Write every entry out again, unchanged.

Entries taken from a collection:
----------------------------------------
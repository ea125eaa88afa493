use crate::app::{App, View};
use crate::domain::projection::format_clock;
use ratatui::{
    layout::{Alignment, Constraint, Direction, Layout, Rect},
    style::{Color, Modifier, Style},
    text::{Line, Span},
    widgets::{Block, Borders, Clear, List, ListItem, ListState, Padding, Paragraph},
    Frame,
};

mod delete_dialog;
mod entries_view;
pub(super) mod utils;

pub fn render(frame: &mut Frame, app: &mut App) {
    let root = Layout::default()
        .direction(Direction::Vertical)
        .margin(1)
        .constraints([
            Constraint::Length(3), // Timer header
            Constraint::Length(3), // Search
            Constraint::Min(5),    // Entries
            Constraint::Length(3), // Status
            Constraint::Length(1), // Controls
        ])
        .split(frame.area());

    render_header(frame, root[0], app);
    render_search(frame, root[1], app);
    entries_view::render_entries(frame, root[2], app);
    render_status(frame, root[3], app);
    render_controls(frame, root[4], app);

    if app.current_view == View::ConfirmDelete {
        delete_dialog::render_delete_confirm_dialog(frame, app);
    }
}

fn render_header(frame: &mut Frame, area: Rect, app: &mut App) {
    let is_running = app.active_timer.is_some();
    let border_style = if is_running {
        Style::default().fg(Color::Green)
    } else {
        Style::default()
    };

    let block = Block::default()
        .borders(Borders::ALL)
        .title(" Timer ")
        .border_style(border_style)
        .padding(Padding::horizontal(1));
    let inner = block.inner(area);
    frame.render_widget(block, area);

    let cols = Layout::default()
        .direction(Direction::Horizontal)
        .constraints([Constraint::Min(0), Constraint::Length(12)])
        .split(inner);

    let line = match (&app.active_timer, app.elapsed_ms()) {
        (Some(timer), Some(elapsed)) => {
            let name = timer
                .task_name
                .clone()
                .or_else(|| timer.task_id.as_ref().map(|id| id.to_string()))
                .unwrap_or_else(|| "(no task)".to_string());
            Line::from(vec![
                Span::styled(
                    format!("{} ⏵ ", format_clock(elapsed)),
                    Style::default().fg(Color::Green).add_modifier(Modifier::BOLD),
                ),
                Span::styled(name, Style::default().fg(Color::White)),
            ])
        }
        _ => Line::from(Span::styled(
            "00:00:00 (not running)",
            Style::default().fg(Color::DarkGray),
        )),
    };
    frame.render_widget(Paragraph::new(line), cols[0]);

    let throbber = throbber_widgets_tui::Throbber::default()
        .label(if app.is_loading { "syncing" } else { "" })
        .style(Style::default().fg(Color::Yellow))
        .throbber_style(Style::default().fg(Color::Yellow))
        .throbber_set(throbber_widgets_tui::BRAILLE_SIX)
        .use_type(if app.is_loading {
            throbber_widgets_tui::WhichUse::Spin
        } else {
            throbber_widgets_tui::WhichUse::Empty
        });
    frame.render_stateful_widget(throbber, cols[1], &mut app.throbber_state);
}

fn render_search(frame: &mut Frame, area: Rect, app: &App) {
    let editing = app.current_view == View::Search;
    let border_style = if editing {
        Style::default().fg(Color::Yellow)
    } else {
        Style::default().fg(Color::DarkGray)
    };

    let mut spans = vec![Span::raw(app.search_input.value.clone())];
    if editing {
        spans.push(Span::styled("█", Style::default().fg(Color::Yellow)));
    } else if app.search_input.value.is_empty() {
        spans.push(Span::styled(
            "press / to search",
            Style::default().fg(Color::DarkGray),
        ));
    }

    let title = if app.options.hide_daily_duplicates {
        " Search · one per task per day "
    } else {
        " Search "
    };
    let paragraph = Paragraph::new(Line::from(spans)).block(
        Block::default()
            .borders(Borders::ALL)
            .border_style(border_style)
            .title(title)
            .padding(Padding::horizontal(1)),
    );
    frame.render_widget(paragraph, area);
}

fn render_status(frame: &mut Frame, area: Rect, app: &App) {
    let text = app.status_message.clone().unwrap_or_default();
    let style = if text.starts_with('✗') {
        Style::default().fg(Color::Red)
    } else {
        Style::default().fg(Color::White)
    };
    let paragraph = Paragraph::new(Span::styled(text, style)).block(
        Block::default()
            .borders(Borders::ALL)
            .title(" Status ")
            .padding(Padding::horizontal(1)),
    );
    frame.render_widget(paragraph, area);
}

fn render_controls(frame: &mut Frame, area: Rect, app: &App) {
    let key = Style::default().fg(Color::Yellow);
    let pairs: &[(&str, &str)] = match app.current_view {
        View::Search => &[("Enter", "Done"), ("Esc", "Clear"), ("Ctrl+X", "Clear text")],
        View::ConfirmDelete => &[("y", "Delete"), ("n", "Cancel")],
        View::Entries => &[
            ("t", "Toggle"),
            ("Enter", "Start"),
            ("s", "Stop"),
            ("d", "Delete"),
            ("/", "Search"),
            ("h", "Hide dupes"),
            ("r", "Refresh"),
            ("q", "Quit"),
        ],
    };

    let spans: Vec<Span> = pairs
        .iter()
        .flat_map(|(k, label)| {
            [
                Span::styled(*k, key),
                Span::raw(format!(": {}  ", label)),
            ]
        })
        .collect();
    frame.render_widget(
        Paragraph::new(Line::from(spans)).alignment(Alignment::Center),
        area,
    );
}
----------------------------------------
Answer to this problem:
repository ea125eaa88afa493
use crate::app::{App, View};
use crate::domain::projection::format_clock;
use ratatui::{
    layout::{Alignment, Constraint, Direction, Layout, Rect},
    style::{Color, Modifier, Style},
    text::{Line, Span},
    widgets::{Block, Borders, Clear, List, ListItem, ListState, Padding, Paragraph},
    Frame,
};

mod delete_dialog;
mod entries_view;
pub(super) mod utils;

pub fn render(frame: &mut Frame, app: &mut App) {
    let root = Layout::default()
        .direction(Direction::Vertical)
        .margin(1)
        .constraints([
            Constraint::Length(3), // Timer header
            Constraint::Length(3), // Search
            Constraint::Min(5),    // Entries
            Constraint::Length(3), // Status
            Constraint::Length(1), // Controls
        ])
        .split(frame.area());

    render_header(frame, root[0], app);
    render_search(frame, root[1], app);
    entries_view::render_entries(frame, root[2], app);
    render_status(frame, root[3], app);
    render_controls(frame, root[4], app);

    if app.current_view == View::ConfirmDelete {
        delete_dialog::render_delete_confirm_dialog(frame, app);
    }
}

fn render_header(frame: &mut Frame, area: Rect, app: &mut App) {
    let is_running = app.active_timer.is_some();
    let border_style = if is_running {
        Style::default().fg(Color::Green)
    } else {
        Style::default()
    };

    let block = Block::default()
        .borders(Borders::ALL)
        .title(" Timer ")
        .border_style(border_style)
        .padding(Padding::horizontal(1));
    let inner = block.inner(area);
    frame.render_widget(block, area);

    let cols = Layout::default()
        .direction(Direction::Horizontal)
        .constraints([Constraint::Min(0), Constraint::Length(12)])
        .split(inner);

    let line = match (&app.active_timer, app.elapsed_ms()) {
        (Some(timer), Some(elapsed)) => {
            let name = timer
                .task_name
                .clone()
                .or_else(|| timer.task_id.as_ref().map(|id| id.to_string()))
                .unwrap_or_else(|| "(no task)".to_string());
            Line::from(vec![
                Span::styled(
                    format!("{} ⏵ ", format_clock(elapsed)),
                    Style::default().fg(Color::Green).add_modifier(Modifier::BOLD),
                ),
                Span::styled(name, Style::default().fg(Color::White)),
            ])
        }
        _ => Line::from(Span::styled(
            "00:00:00 (not running)",
            Style::default().fg(Color::DarkGray),
        )),
    };
    frame.render_widget(Paragraph::new(line), cols[0]);

    let throbber = throbber_widgets_tui::Throbber::default()
        .label(if app.is_loading { "syncing" } else { "" })
        .style(Style::default().fg(Color::Yellow))
        .throbber_style(Style::default().fg(Color::Yellow))
        .throbber_set(throbber_widgets_tui::BRAILLE_SIX)
        .use_type(if app.is_loading {
            throbber_widgets_tui::WhichUse::Spin
        } else {
            throbber_widgets_tui::WhichUse::Empty
        });
    frame.render_stateful_widget(throbber, cols[1], &mut app.throbber_state);
}

fn render_search(frame: &mut Frame, area: Rect, app: &App) {
    let editing = app.current_view == View::Search;
    let border_style = if editing {
        Style::default().fg(Color::Yellow)
    } else {
        Style::default().fg(Color::DarkGray)
    };

    let mut spans = vec![Span::raw(app.search_input.value.clone())];
    if editing {
        spans.push(Span::styled("█", Style::default().fg(Color::Yellow)));
    } else if app.search_input.value.is_empty() {
        spans.push(Span::styled(
            "press / to search",
            Style::default().fg(Color::DarkGray),
        ));
    }

    let title = if app.options.hide_daily_duplicates {
        " Search · one per task per day "
    } else {
        " Search "
    };
    let paragraph = Paragraph::new(Line::from(spans)).block(
        Block::default()
            .borders(Borders::ALL)
            .border_style(border_style)
            .title(title)
            .padding(Padding::horizontal(1)),
    );
    frame.render_widget(paragraph, area);
}

fn render_status(frame: &mut Frame, area: Rect, app: &App) {
    let text = app.status_message.clone().unwrap_or_default();
    let style = if text.starts_with('✗') {
        Style::default().fg(Color::Red)
    } else {
        Style::default().fg(Color::White)
    };
    let paragraph = Paragraph::new(Span::styled(text, style)).block(
        Block::default()
            .borders(Borders::ALL)
            .title(" Status ")
            .padding(Padding::horizontal(1)),
    );
    frame.render_widget(paragraph, area);
}

fn render_controls(frame: &mut Frame, area: Rect, app: &App) {
    let key = Style::default().fg(Color::Yellow);
    let pairs: &[(&str, &str)] = match app.current_view {
        View::Search => &[("Enter", "Done"), ("Esc", "Clear"), ("Ctrl+X", "Clear text")],
        View::ConfirmDelete => &[("y", "Delete"), ("n", "Cancel")],
        View::Entries => &[
            ("t", "Toggle"),
            ("Enter", "Start"),
            ("s", "Stop"),
            ("d", "Delete"),
            ("/", "Search"),
            ("h", "Hide dupes"),
            ("r", "Refresh"),
            ("q", "Quit"),
        ],
    };

    let spans: Vec<Span> = pairs
        .iter()
        .flat_map(|(k, label)| {
            [
                Span::styled(*k, key),
                Span::raw(format!(": {}  ", label)),
            ]
        })
        .collect();
    frame.render_widget(
        Paragraph::new(Line::from(spans)).alignment(Alignment::Center),
        area,
    );
}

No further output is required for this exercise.